One of the stated reasons for the application to the Supreme Court is that the State faces a fiscal crisis precipitated by the Attorney General's inability to certify that the Governor is entitled to act on behalf of the State. As reported by AP:
One problem. What if the Supreme Court rejects the motion? What does the Attorney General do then? She already has made representations to the Court that she is unable to certify that the Governor is able to act on behalf of the State. Is she going to rescind that representation and then certify the Governor so that the State can borrow money necessary for its operations?

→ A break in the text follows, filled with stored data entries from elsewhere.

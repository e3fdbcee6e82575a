//! PDF writing and saving operations.
//!
//! Writes are atomic: the document is serialised next to its destination
//! under a `.tmp` name and renamed into place, so a failed write never leaves
//! a truncated PDF behind.
//!
//! # Examples
//!
//! ```no_run
//! use waybill::io::writer::PdfWriter;
//! use lopdf::Document;
//! use std::path::Path;
//!
//! # async fn example(doc: Document) -> Result<(), Box<dyn std::error::Error>> {
//! let writer = PdfWriter::new();
//! let stats = writer.save_with_stats(doc, Path::new("Ready/1001.pdf")).await?;
//! println!("Wrote {} in {:?}", stats.format_file_size(), stats.write_time);
//! # Ok(())
//! # }
//! ```

use lopdf::Document;
use std::ffi::OsString;
use std::io::Write;
use std::path::{Path, PathBuf};
use std::time::{Duration, Instant};
use tokio::task;

use crate::config::CompressionLevel;
use crate::error::{Result, WaybillError};

/// Options for writing PDF files.
#[derive(Debug, Clone)]
pub struct WriteOptions {
    /// Stream compression to apply before writing.
    pub compression: CompressionLevel,

    /// Buffer size for writing (in bytes).
    pub buffer_size: usize,
}

impl Default for WriteOptions {
    fn default() -> Self {
        Self {
            compression: CompressionLevel::default(),
            buffer_size: 8192,
        }
    }
}

/// Statistics about a write operation.
#[derive(Debug, Clone)]
pub struct WriteStatistics {
    /// Time taken to write the file.
    pub write_time: Duration,

    /// Size of the written file in bytes.
    pub file_size: u64,

    /// Path where the file was written.
    pub output_path: PathBuf,

    /// Number of pages written.
    pub page_count: usize,
}

impl WriteStatistics {
    /// Format file size as human-readable string.
    pub fn format_file_size(&self) -> String {
        format_file_size(self.file_size)
    }
}

/// PDF writer with configurable behavior.
#[derive(Debug, Clone, Default)]
pub struct PdfWriter {
    options: WriteOptions,
}

impl PdfWriter {
    /// Create a new PDF writer with default options.
    pub fn new() -> Self {
        Self::default()
    }

    /// Create a writer applying `compression`.
    pub fn with_compression(compression: CompressionLevel) -> Self {
        Self {
            options: WriteOptions {
                compression,
                ..Default::default()
            },
        }
    }

    /// Save a PDF and return statistics about the operation.
    ///
    /// Missing parent directories are created.
    ///
    /// # Errors
    ///
    /// Returns an error if the output or temp file cannot be created, the
    /// document cannot be serialised, or the final rename fails. The temp
    /// file is removed on every failure path.
    pub async fn save_with_stats(&self, mut doc: Document, path: &Path) -> Result<WriteStatistics> {
        let path_buf = path.to_path_buf();
        let options = self.options.clone();

        if let Some(parent) = path.parent().filter(|p| !p.as_os_str().is_empty()) {
            tokio::fs::create_dir_all(parent).await.map_err(|e| {
                WaybillError::FailedToCreateOutput {
                    path: parent.to_path_buf(),
                    source: e,
                }
            })?;
        }

        let stats = task::spawn_blocking(move || {
            let start = Instant::now();

            match options.compression {
                CompressionLevel::None => {}
                CompressionLevel::Standard => doc.compress(),
                CompressionLevel::Maximum => {
                    doc.prune_objects();
                    doc.compress();
                }
            }
            doc.renumber_objects();
            let page_count = doc.get_pages().len();

            let write_path = temp_path_for(&path_buf);
            let result = write_document(&mut doc, &write_path, options.buffer_size).and_then(|()| {
                std::fs::rename(&write_path, &path_buf).map_err(|e| WaybillError::FailedToWrite {
                    path: path_buf.clone(),
                    source: e,
                })
            });

            if let Err(err) = result {
                let _ = std::fs::remove_file(&write_path);
                return Err(err);
            }

            let file_size = std::fs::metadata(&path_buf).map(|m| m.len()).unwrap_or(0);

            Ok::<_, WaybillError>(WriteStatistics {
                write_time: start.elapsed(),
                file_size,
                output_path: path_buf,
                page_count,
            })
        })
        .await??;

        tracing::debug!(
            path = %stats.output_path.display(),
            pages = stats.page_count,
            size = %stats.format_file_size(),
            "wrote document"
        );

        Ok(stats)
    }
}

fn write_document(doc: &mut Document, path: &Path, buffer_size: usize) -> Result<()> {
    let file = std::fs::File::create(path).map_err(|e| WaybillError::FailedToCreateOutput {
        path: path.to_path_buf(),
        source: e,
    })?;

    let mut writer = std::io::BufWriter::with_capacity(buffer_size, file);

    doc.save_to(&mut writer)
        .map_err(|e| WaybillError::FailedToWrite {
            path: path.to_path_buf(),
            source: std::io::Error::other(e),
        })?;

    writer.flush().map_err(|e| WaybillError::FailedToWrite {
        path: path.to_path_buf(),
        source: e,
    })
}

/// `Ready/1001.pdf` becomes `Ready/1001.pdf.tmp`.
fn temp_path_for(path: &Path) -> PathBuf {
    let mut name = path
        .file_name()
        .map(|n| n.to_os_string())
        .unwrap_or_else(|| OsString::from("output"));
    name.push(".tmp");
    path.with_file_name(name)
}

/// Format file size as human-readable string.
pub fn format_file_size(size: u64) -> String {
    const KB: u64 = 1024;
    const MB: u64 = KB * 1024;
    const GB: u64 = MB * 1024;

    if size >= GB {
        format!("{:.2} GB", size as f64 / GB as f64)
    } else if size >= MB {
        format!("{:.2} MB", size as f64 / MB as f64)
    } else if size >= KB {
        format!("{:.2} KB", size as f64 / KB as f64)
    } else {
        format!("{size} bytes")
    }
}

Illinois has billions of dollars in unpaid bills, including payments to Medicaid patients, hospitals, pharmacies, nursing homes and schools, and the state has approved $1.4 billion in short-term borrowing to keep cash flowing. But before the borrowing takes effect, Madigan said she has to certify that there is not any legal proceeding threatening the ability of the governor to hold his office.
In light of Friday's filing by her office, Madigan said she can't sign that.
"We will not be able to move forward on it until we have a different governor," Comptroller Dan Hynes said.
The Attorney General took a long shot in going to Court to resolve a political dispute. If she loses in Court, she will have to go back on her word to the Court or let the State sink into complete fiscal crisis. The Illinois Attorney General has boxed herself and the State into an unnecessary fiscal box, from which she will find it hard to escape.